» WHAT IS REQUIRED
Among the records below, find each line that includes the string "struct" and copy it.

(Saved data entries)
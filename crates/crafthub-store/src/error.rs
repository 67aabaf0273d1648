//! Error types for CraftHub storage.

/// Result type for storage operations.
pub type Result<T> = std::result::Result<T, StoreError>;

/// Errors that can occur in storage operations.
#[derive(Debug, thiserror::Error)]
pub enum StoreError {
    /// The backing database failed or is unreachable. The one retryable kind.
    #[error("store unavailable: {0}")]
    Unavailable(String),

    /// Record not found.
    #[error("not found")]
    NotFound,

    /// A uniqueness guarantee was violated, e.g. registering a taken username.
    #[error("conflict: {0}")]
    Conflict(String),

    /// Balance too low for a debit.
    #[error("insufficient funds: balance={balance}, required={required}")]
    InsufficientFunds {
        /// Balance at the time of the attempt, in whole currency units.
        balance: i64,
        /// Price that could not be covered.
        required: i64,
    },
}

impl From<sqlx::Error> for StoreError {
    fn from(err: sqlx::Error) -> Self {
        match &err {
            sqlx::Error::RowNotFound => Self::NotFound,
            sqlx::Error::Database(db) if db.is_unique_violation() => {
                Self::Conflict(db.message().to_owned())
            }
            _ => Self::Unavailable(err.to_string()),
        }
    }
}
==
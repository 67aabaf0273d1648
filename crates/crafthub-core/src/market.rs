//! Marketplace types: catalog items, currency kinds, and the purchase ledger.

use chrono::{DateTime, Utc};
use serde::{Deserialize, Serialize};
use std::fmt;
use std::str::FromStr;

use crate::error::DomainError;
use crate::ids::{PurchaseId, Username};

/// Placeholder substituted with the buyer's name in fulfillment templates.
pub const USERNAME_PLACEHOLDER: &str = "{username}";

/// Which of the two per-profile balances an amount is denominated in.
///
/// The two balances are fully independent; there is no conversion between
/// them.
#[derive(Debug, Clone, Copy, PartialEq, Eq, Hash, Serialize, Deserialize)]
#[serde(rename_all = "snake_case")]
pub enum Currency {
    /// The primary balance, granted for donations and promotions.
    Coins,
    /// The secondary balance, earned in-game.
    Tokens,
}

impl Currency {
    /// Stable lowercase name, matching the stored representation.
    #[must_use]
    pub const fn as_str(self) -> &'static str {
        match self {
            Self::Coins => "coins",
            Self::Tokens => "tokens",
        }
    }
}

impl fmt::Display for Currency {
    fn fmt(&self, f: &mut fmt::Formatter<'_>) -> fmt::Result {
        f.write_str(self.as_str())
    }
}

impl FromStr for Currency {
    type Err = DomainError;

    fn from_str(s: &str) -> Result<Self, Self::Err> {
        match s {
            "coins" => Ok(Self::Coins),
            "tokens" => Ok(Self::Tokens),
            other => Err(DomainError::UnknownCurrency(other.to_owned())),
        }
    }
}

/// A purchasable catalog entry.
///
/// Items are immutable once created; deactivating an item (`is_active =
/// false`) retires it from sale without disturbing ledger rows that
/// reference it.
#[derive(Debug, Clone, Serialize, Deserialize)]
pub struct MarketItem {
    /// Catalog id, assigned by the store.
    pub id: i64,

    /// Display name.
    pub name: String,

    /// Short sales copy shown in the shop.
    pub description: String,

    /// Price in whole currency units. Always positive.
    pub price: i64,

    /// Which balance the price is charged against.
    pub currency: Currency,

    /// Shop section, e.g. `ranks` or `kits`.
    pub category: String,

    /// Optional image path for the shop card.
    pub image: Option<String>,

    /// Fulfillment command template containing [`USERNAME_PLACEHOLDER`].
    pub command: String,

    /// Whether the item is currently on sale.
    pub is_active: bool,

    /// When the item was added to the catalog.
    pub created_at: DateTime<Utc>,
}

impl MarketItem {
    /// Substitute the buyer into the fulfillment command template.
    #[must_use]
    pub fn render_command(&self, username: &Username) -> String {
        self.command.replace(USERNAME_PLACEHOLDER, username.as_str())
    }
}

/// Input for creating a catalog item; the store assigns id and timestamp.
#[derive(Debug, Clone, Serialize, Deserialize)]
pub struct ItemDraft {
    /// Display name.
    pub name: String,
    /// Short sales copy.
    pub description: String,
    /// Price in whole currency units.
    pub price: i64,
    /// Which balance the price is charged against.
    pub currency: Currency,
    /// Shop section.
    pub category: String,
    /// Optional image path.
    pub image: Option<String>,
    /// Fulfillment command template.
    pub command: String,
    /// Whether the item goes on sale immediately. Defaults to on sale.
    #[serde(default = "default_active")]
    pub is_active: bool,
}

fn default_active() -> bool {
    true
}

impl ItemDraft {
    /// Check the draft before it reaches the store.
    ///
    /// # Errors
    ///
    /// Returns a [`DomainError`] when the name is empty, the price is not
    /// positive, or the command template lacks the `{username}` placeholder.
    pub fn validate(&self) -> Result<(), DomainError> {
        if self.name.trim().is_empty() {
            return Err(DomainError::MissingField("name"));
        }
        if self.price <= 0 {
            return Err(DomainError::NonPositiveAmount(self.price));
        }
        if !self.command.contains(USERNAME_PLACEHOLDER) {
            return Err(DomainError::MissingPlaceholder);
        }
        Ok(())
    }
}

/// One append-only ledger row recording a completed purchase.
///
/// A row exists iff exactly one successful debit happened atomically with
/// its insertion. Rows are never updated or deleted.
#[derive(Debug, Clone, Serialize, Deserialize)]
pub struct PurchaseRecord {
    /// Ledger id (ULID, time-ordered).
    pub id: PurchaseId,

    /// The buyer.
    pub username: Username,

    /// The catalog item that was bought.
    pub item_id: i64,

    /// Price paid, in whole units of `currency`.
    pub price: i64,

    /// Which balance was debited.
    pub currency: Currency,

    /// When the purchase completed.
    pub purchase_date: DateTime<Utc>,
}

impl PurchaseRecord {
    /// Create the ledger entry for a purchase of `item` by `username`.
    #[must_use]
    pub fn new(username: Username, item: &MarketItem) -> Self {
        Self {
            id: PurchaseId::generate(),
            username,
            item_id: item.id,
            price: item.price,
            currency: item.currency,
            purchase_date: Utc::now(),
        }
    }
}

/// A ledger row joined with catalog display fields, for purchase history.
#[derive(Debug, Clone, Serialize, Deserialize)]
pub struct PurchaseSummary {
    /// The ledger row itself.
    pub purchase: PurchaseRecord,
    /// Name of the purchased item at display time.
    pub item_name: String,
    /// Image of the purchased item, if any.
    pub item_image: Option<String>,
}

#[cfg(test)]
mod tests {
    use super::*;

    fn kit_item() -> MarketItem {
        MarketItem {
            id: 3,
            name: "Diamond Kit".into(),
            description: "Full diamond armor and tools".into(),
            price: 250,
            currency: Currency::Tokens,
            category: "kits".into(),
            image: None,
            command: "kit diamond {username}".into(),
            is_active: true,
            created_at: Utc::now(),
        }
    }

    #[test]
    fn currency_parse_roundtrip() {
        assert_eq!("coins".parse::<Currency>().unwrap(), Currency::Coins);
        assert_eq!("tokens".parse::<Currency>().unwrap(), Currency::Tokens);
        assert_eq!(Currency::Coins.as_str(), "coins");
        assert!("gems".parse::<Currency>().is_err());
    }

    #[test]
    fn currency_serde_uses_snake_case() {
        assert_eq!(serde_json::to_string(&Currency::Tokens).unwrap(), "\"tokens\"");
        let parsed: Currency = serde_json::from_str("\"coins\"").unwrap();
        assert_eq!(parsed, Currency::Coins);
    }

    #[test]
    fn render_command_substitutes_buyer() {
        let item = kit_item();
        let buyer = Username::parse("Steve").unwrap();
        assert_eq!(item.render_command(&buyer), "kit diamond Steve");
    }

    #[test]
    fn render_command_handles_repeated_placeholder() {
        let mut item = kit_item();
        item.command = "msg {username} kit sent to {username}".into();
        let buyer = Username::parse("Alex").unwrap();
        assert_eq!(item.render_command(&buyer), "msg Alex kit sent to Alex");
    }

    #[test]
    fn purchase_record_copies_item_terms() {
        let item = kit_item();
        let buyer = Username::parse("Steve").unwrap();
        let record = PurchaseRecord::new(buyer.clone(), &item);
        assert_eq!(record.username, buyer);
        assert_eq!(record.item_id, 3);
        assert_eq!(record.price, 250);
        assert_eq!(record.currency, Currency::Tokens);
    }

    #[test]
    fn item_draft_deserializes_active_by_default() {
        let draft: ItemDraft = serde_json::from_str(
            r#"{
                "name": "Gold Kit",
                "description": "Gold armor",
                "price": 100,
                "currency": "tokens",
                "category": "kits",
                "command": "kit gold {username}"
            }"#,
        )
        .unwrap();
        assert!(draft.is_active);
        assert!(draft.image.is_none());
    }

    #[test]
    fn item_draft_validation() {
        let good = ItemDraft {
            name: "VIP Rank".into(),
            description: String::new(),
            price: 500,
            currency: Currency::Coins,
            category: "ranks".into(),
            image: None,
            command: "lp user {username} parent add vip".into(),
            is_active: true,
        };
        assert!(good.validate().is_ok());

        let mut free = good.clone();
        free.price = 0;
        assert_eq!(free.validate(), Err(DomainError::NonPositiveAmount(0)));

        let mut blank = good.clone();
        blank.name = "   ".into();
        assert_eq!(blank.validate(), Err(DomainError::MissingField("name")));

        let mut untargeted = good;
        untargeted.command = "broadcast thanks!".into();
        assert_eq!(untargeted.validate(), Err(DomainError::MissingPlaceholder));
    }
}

» WRITTEN ANSWER
pub struct MarketItem {
pub struct ItemDraft {
pub struct PurchaseRecord {
pub struct PurchaseSummary {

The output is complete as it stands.